Here's a chart showing how this works across varying stock prices and assuming you hold the option until expiration.

- Long 100 shares of Acme Widget Company stock at $50/share
- Selling a $55 call option for a premium of $2.00

- The x-axis represents the stock price at expiration
- The y-axis shows the profit or loss of the strategy in dollars

The blue dashed line indicates the initial stock price ($50), and the green dashed line marks the strike price ($55) of the short call option. The chart illustrates how the profit or loss changes with the stock price at expiration.

When you owned only 100 shares of stock at $50, that was your break-even price. You'd make money as the stock went higher and lose money as the stock went lower.

After selling the call and collecting $2.00 your break-even price drops down to $48. Below $48 you will simply lose the amount of the 100 shares of stock and the short call will have no more effect.

Now, above $50 you will still make more money, but now your max profit will be capped at the $55 level. Above that level you will make $100 for every $1 the stock goes up, but you will also lose $100 on the short call, so the two will wash each other out.

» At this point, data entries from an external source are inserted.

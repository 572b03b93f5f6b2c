//! Mock implementation of PeopleStorage

use std::sync::{Mutex, MutexGuard};

use crate::error::StoreError;
use crate::people::{NewPerson, PeopleStorage, PersonRecord};

struct MockPeople {
    people: Vec<PersonRecord>,
    next_id: i64,
}

impl MockPeople {
    fn insert(&mut self, person: &NewPerson) -> PersonRecord {
        let record = PersonRecord {
            id: self.next_id,
            first_name: person.first_name.clone(),
            last_name: person.last_name.clone(),
        };
        self.next_id += 1;
        self.people.push(record.clone());
        record
    }

    // Bulk removal restarts numbering at 1.
    fn reset(&mut self) -> usize {
        let removed = self.people.len();
        self.people.clear();
        self.next_id = 1;
        removed
    }
}

/// In-memory people store
pub struct MockPeopleStore {
    state: Mutex<MockPeople>,
}

impl MockPeopleStore {
    pub fn new() -> Self {
        Self {
            state: Mutex::new(MockPeople {
                people: Vec::new(),
                next_id: 1,
            }),
        }
    }

    fn lock(&self) -> Result<MutexGuard<'_, MockPeople>, StoreError> {
        self.state.lock().map_err(|_| StoreError::Poisoned)
    }
}

impl Default for MockPeopleStore {
    fn default() -> Self {
        Self::new()
    }
}

impl PeopleStorage for MockPeopleStore {
    fn list_people(&self) -> Result<Vec<PersonRecord>, StoreError> {
        let mut people = self.lock()?.people.clone();
        people.sort_by_key(|person| person.id);
        Ok(people)
    }

    fn create_person(&self, person: &NewPerson) -> Result<PersonRecord, StoreError> {
        Ok(self.lock()?.insert(person))
    }

    fn replace_all(&self, people: &[NewPerson]) -> Result<Vec<PersonRecord>, StoreError> {
        let mut state = self.lock()?;
        state.reset();
        Ok(people.iter().map(|person| state.insert(person)).collect())
    }

    fn delete_all(&self) -> Result<usize, StoreError> {
        Ok(self.lock()?.reset())
    }

    fn ping(&self) -> Result<(), StoreError> {
        self.lock().map(|_| ())
    }
}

So, you can see that the covered call position has provided you $2.00 in income, but it comes with the risk of capping your gains. As an example, if the stock were suddenly bought out by a larger company for $100, your profits would be capped at $55 instead of getting the full advantage of the buyout price.

Conclusion

Covered calls can provide a nice additional benefit, especially to long-term buy-and-hold stock positions. They are suitable for stocks that you are bullish on, but that you don't feel should expect explosive growth any time soon. 

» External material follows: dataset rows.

impl Controller {
    /// Build a controller over a loaded base grid.
    ///
    /// The agent must already carry its physical configuration; the initial
    /// costmap is inflated and handed to the planner immediately.
    pub fn new(base_grid: Grid, algorithm: PlannerAlgorithm, agent: Agent) -> Result<Self> {
        let metadata = *base_grid.metadata();
        let mut controller = Self {
            board: Board::new(base_grid, agent),
            costmap: CostmapLayer::new(metadata),
            planner: make_planner(algorithm),
            algorithm,
            state: ControllerState::Idle,
        };
        controller.update_planner_map()?;
        Ok(controller)
    }

    /// Current session state
    pub fn state(&self) -> ControllerState {
        self.state
    }

    /// The board owned by this controller
    pub fn board(&self) -> &Board {
        &self.board
    }

    /// Selected planning algorithm
    pub fn algorithm(&self) -> PlannerAlgorithm {
        self.algorithm
    }

    /// Advance one frame: move the agent, reveal obstacles in range and
    /// replan when the plan was invalidated.
    pub fn tick(&mut self, delta_seconds: f32) -> Result<()> {
        self.board.agent_mut().update(delta_seconds);
        if self.state == ControllerState::Following && self.board.agent().is_complete() {
            self.state = ControllerState::Completed;
        }

        let Some((center, radius)) = self.board.agent_observation() else {
            return Ok(());
        };

        let discovered = self.board.reveal_obstacles_within_radius(center, radius);
        if discovered.is_empty() {
            return Ok(());
        }

        info!(
            "discovered {} dynamic obstacle(s) within the observation radius",
            discovered.len()
        );
        self.integrate_discovered(&discovered)
    }

    /// Place the start marker and replan.
    ///
    /// Returns false when the cell cannot be selected.
    pub fn set_start_marker(&mut self, cell: GridCoord) -> Result<bool> {
        if !self.is_traversable_for_selection(cell) {
            info!("cell ({}, {}) is not traversable", cell.x, cell.y);
            return Ok(false);
        }

        let start_changed = self.board.start_cell() != Some(cell);
        // An incremental planner keys its search on the agent cell; moving
        // the start marker discards the stale traversal first.
        if start_changed && self.algorithm == PlannerAlgorithm::DStarLite {
            self.board.clear_path();
        }

        self.board.set_start_marker(cell);
        self.run_planner()?;
        Ok(true)
    }

    /// Place the goal marker and replan.
    pub fn set_goal_marker(&mut self, cell: GridCoord) -> Result<bool> {
        if !self.is_traversable_for_selection(cell) {
            info!("cell ({}, {}) is not traversable", cell.x, cell.y);
            return Ok(false);
        }

        self.board.set_goal_marker(cell);
        self.run_planner()?;
        Ok(true)
    }

    /// Register a dynamic obstacle.
    ///
    /// Hidden obstacles only touch the board until the agent observes them;
    /// visible obstacles block the runtime grid immediately.
    pub fn add_dynamic_obstacle(
        &mut self,
        cell: GridCoord,
        visibility: ObstacleVisibility,
    ) -> Result<bool> {
        if !self.board.add_dynamic_obstacle(cell, visibility) {
            return Ok(false);
        }

        if visibility == ObstacleVisibility::Visible {
            self.integrate_discovered(&[cell])?;
        }
        Ok(true)
    }

    /// Reveal a hidden obstacle by hand, as if the agent had observed it.
    pub fn reveal_dynamic_obstacle(&mut self, cell: GridCoord) -> Result<bool> {
        if !self.board.reveal_dynamic_obstacle(cell) {
            return Ok(false);
        }
        self.integrate_discovered(&[cell])?;
        Ok(true)
    }

    /// Remove a dynamic obstacle.
    ///
    /// Removing a visible obstacle restores the base cell value, re-inflates
    /// and replans; removing a hidden one only updates the board.
    pub fn remove_dynamic_obstacle(&mut self, cell: GridCoord) -> Result<bool> {
        let was_visible = self.board.is_visible_obstacle(cell);
        if !self.board.remove_dynamic_obstacle(cell) {
            return Ok(false);
        }

        if !was_visible {
            return Ok(true);
        }

        if self.board.restore_runtime_cell(cell) {
            self.update_planner_map()?;
        }
        self.run_planner()?;
        Ok(true)
    }

    /// Drop every dynamic obstacle and restore the base grid.
    pub fn clear_dynamic_obstacles(&mut self) -> Result<()> {
        if !self.board.has_dynamic_obstacles() {
            return Ok(());
        }

        self.board.clear_dynamic_obstacles();
        self.board.reset_runtime_cells();
        self.update_planner_map()?;
        self.run_planner()?;
        Ok(())
    }

    /// Pick an initial start near the bottom-left corner and a goal near the
    /// top-right one. Returns whether both endpoints were found.
    pub fn auto_select_endpoints(&mut self) -> Result<bool> {
        let start = self.find_traversable_from_corner(false);
        let mut goal = self.find_traversable_from_corner(true);

        if start.is_some() && goal == start {
            goal = match start {
                Some(start_cell) => self.find_fallback_goal(start_cell).or(start),
                None => None,
            };
        }

        if let Some(cell) = start {
            self.board.set_start_marker(cell);
        }
        if let Some(cell) = goal {
            self.board.set_goal_marker(cell);
        }

        if start.is_some() && goal.is_some() {
            self.run_planner()?;
            Ok(true)
        } else {
            Ok(false)
        }
    }

    fn find_traversable_from_corner(&self, reverse: bool) -> Option<GridCoord> {
        let metadata = self.board.base_grid().metadata();
        let (width, height) = (metadata.width as i32, metadata.height as i32);

        let rows: Vec<i32> = if reverse {
            (0..height).rev().collect()
        } else {
            (0..height).collect()
        };
        let cols: Vec<i32> = if reverse {
            (0..width).rev().collect()
        } else {
            (0..width).collect()
        };

        for &y in &rows {
            for &x in &cols {
                let cell = GridCoord::new(x, y);
                if self.is_traversable_for_selection(cell) {
                    return Some(cell);
                }
            }
        }
        None
    }

    fn find_fallback_goal(&self, start: GridCoord) -> Option<GridCoord> {
        let metadata = self.board.base_grid().metadata();
        for y in 0..metadata.height as i32 {
            for x in 0..metadata.width as i32 {
                let cell = GridCoord::new(x, y);
                if cell != start && self.is_traversable_for_selection(cell) {
                    return Some(cell);
                }
            }
        }
        None
    }

    fn is_traversable_for_selection(&self, cell: GridCoord) -> bool {
        self.costmap.is_traversable(cell) && !self.board.is_dynamic_obstacle(cell)
    }

    fn inflation_radius(&self) -> f32 {
        let agent_radius = self.board.agent().footprint_radius_cells();
        if agent_radius <= 0.0 {
            return MINIMUM_INFLATION_RADIUS;
        }
        (agent_radius * INFLATION_MULTIPLIER).max(MINIMUM_INFLATION_RADIUS)
    }

    /// Re-inflate the runtime cells and hand the result to the planner.
    fn update_planner_map(&mut self) -> Result<()> {
        let radius = self.inflation_radius();
        self.costmap.update(self.board.runtime_cells(), radius)?;
        self.board
            .set_inflation_overlay(self.costmap.inflation_centers().to_vec());
        self.planner.set_map(self.costmap.to_grid()?);
        Ok(())
    }

    /// Fold newly revealed obstacles into the runtime grid and decide
    /// whether to replan.
    fn integrate_discovered(&mut self, cells: &[GridCoord]) -> Result<()> {
        let mut runtime_updated = false;
        let mut requires_replan = false;

        for &cell in cells {
            runtime_updated = self.board.block_runtime_cell(cell) || runtime_updated;
            if self.obstacle_blocks_current_path(cell) {
                requires_replan = true;
            }
        }

        if runtime_updated {
            self.update_planner_map()?;
            // Inflation can block waypoints that were not direct hits.
            if !requires_replan && self.current_path_blocked_by_costmap() {
                requires_replan = true;
            }
        }

        // An incremental planner is refreshed on every runtime change so its
        // pending updates never go stale.
        let incremental_replan =
            runtime_updated && self.algorithm == PlannerAlgorithm::DStarLite;

        if requires_replan || incremental_replan {
            if requires_replan {
                info!("newly discovered obstacle blocks the current path; replanning");
            } else {
                info!("map updated with newly discovered obstacle; refreshing plan");
            }
            self.run_planner()?;
        }

        Ok(())
    }

    /// Whether a discovered cell lies on the current plan.
    fn obstacle_blocks_current_path(&self, cell: GridCoord) -> bool {
        if self.board.agent_current_cell() == Some(cell) {
            return true;
        }

        let Some(latest) = self.board.latest_path() else {
            return false;
        };
        if !latest.success || latest.waypoints.len() < 2 {
            return false;
        }

        if latest.waypoints.iter().any(|w| w.cell() == cell) {
            return true;
        }

        let cell_center = cell.center();
        let max_distance_sq = (0.5 + PATH_HIT_EPSILON) * (0.5 + PATH_HIT_EPSILON);
        latest.waypoints.windows(2).any(|pair| {
            distance_squared_to_segment(&cell_center, &pair[0], &pair[1]) <= max_distance_sq
        })
    }

    /// Whether the inflated costmap blocks any waypoint of the latest plan.
    fn current_path_blocked_by_costmap(&self) -> bool {
        let Some(latest) = self.board.latest_path() else {
            return false;
        };
        if !latest.success {
            return false;
        }

        let metadata = self.board.base_grid().metadata();
        let cost_cells = self.costmap.cells();
        if cost_cells.len() != metadata.cell_count() {
            return false;
        }

        latest.waypoints.iter().any(|waypoint| {
            let cell = waypoint.cell();
            if !self.board.contains_cell(cell) {
                return false;
            }
            cost_cells[cell.y as usize * metadata.width + cell.x as usize] >= 1.0
        })
    }

    /// Run the configured planner against the current markers and adopt the
    /// outcome.
    fn run_planner(&mut self) -> Result<()> {
        let goal_cell = self.board.goal_cell();

        let mut planner_start = self.board.start_cell();
        // The incremental planner continues from wherever the agent is; the
        // one-shot planner always starts at the user marker.
        if self.algorithm == PlannerAlgorithm::DStarLite {
            if let Some(agent_cell) = self.board.agent_current_cell() {
                planner_start = Some(agent_cell);
            }
        }

        let (Some(start), Some(goal)) = (planner_start, goal_cell) else {
            self.board.clear_path();
            self.state = ControllerState::Idle;
            return Ok(());
        };

        self.state = ControllerState::Planning;
        self.update_planner_map()?;
        self.planner.set_start(start);
        self.planner.set_goal(goal);

        let label = format!(
            "start=({}, {}) goal=({}, {})",
            start.x, start.y, goal.x, goal.y
        );
        let path = compute_path_timed(self.planner.as_mut(), &label)?;

        if path.success {
            let mut history = Vec::new();
            if self.algorithm == PlannerAlgorithm::DStarLite {
                history = self.board.agent().travelled_polyline();
                if let (Some(last), Some(new_start)) =
                    (history.last().copied(), path.waypoints.first().copied())
                {
                    if last.distance(&new_start) > PATH_HIT_EPSILON {
                        history.push(new_start);
                    }
                }
            }

            info!("planner: path updated with {} waypoints", path.waypoints.len());
            self.board.set_path(path, &history);
            self.state = ControllerState::Following;
        } else {
            info!("planner: no path found for the current start/goal");
            self.board.clear_path();
            self.state = ControllerState::Failed;
        }

        Ok(())
    }
}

They are a low-risk trade strategy to provide income from a stock that you own. This can add significantly to gains over time.

The risk comes in the form of the missed opportunity, should the stock price shoot past the strike price of the short call position. This also creates the additional risk of the call being exercised and your shares being closed out, creating a taxable capital gain or loss on the shares.

Additionally, covered calls can create the sense of downside stock price protection. While this is true to some degree (the amount of premium received from the call option), it is limited and shouldn't replace normal risk management of a trade or investment. 

While they are a self-limiting position that doesn't require much oversight once initiated, they will require trade management if the stock moves above your strike price. In that case you will need to decide whether to allow the option to be exercised and take away your stock position, whether to close the option for a loss before expiration and maintain your stock, or whether to roll the option to a different strike and expiration (essentially locking in the current option's loss, while initiating a new covered call position).